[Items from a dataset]

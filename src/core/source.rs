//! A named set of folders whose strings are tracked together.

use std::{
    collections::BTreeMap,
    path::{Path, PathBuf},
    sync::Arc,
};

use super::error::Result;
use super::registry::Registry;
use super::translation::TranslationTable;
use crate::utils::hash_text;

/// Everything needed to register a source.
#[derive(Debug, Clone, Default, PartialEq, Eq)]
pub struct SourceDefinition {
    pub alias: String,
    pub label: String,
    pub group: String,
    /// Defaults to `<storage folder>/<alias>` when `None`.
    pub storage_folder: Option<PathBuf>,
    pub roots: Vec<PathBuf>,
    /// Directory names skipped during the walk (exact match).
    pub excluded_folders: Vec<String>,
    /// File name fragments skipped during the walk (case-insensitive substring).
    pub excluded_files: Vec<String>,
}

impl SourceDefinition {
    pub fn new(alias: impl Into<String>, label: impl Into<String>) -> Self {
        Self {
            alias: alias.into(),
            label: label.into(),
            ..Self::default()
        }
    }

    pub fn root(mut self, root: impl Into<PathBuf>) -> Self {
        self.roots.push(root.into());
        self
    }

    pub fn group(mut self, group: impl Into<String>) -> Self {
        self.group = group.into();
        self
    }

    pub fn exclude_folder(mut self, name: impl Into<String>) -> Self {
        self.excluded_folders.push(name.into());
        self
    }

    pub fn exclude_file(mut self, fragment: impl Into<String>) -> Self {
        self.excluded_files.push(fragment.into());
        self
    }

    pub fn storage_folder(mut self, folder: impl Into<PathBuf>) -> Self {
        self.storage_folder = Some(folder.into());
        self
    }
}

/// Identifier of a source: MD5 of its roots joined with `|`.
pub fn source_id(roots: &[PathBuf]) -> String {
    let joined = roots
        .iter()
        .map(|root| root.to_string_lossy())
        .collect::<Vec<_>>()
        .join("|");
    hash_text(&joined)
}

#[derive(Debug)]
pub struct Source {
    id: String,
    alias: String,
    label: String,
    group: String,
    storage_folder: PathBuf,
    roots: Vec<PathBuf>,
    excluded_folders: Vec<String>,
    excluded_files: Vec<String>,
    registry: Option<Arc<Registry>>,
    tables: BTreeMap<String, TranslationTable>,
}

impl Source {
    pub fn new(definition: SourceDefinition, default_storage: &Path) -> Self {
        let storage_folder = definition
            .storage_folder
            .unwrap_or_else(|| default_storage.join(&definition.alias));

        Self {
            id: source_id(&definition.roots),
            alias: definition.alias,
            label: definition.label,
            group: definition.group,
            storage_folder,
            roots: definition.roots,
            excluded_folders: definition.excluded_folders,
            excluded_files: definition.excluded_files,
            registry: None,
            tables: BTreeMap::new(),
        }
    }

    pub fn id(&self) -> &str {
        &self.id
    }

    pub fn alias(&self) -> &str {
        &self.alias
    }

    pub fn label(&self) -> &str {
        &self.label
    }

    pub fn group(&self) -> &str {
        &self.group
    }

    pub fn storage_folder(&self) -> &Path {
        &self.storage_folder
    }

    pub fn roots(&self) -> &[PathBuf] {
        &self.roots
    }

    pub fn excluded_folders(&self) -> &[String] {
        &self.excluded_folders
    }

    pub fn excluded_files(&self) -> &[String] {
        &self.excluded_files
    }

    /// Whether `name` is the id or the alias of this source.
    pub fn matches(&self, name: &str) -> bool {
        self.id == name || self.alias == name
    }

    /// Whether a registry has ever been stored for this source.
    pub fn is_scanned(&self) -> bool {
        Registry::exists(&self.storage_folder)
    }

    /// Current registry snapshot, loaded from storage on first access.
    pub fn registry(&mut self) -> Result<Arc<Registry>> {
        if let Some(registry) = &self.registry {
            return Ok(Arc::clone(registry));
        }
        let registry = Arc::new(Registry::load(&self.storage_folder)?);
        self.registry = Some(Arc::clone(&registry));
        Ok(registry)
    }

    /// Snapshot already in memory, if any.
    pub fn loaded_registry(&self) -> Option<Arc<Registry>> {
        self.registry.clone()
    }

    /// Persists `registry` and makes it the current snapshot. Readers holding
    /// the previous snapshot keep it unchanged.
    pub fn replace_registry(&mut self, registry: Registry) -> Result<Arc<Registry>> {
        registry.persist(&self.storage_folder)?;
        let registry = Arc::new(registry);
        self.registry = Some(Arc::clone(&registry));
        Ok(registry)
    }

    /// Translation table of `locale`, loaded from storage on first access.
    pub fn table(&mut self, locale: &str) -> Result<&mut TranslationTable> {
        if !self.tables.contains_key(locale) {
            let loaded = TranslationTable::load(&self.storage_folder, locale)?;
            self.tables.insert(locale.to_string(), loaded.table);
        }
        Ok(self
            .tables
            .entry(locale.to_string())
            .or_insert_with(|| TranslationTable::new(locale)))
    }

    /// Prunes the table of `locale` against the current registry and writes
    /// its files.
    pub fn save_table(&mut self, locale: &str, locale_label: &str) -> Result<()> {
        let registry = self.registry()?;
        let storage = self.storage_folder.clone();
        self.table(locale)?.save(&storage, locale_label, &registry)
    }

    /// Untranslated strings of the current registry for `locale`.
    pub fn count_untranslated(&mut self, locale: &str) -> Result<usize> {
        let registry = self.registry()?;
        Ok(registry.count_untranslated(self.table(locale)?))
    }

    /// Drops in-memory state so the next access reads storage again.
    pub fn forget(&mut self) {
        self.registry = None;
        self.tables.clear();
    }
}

▶ **TRY IT**:
All that is needed is the line containing "let registry = Arc::new(registry);" and each line after it to the end of the data above, set down exactly.

▶ **ANSWER**:
        let registry = Arc::new(registry);
        self.registry = Some(Arc::clone(&registry));
        Ok(registry)
    }

    /// Translation table of `locale`, loaded from storage on first access.
    pub fn table(&mut self, locale: &str) -> Result<&mut TranslationTable> {
        if !self.tables.contains_key(locale) {
            let loaded = TranslationTable::load(&self.storage_folder, locale)?;
            self.tables.insert(locale.to_string(), loaded.table);
        }
        Ok(self
            .tables
            .entry(locale.to_string())
            .or_insert_with(|| TranslationTable::new(locale)))
    }

    /// Prunes the table of `locale` against the current registry and writes
    /// its files.
    pub fn save_table(&mut self, locale: &str, locale_label: &str) -> Result<()> {
        let registry = self.registry()?;
        let storage = self.storage_folder.clone();
        self.table(locale)?.save(&storage, locale_label, &registry)
    }

    /// Untranslated strings of the current registry for `locale`.
    pub fn count_untranslated(&mut self, locale: &str) -> Result<usize> {
        let registry = self.registry()?;
        Ok(registry.count_untranslated(self.table(locale)?))
    }

    /// Drops in-memory state so the next access reads storage again.
    pub fn forget(&mut self) {
        self.registry = None;
        self.tables.clear();
    }
}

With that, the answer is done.